Scan the entries below for the word "Internal". Copy out every line in which it occurs.

Dataset entries

--*--

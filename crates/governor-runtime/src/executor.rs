//! Step executor trait and common types.

use async_trait::async_trait;
use governor_core::Cascade;
use thiserror::Error;

/// Errors from executing a cascade step.
#[derive(Error, Debug, Clone, PartialEq, Eq)]
pub enum StepError {
    #[error("{api} call failed: {message}")]
    Failed { api: String, message: String },

    #[error("Internal error: {0}")]
    Internal(String),
}

impl StepError {
    pub fn failed(api: impl Into<String>, message: impl Into<String>) -> Self {
        Self::Failed {
            api: api.into(),
            message: message.into(),
        }
    }
}

/// Performs the actual external call for one step of a cascade.
///
/// # Contract
/// - Called only after the governor approved `api` for this cascade
/// - Called with no governor lock held; it may take as long as it needs
/// - The returned result is reported back to the governor as the
///   step's outcome
#[async_trait]
pub trait StepExecutor: Send + Sync {
    /// Execute the step of `cascade` that calls `api`.
    async fn execute(&self, cascade: &Cascade, api: &str) -> Result<(), StepError>;
}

--*--

• [EXERCISE OUTPUT]:
    #[error("Internal error: {0}")]
    Internal(String),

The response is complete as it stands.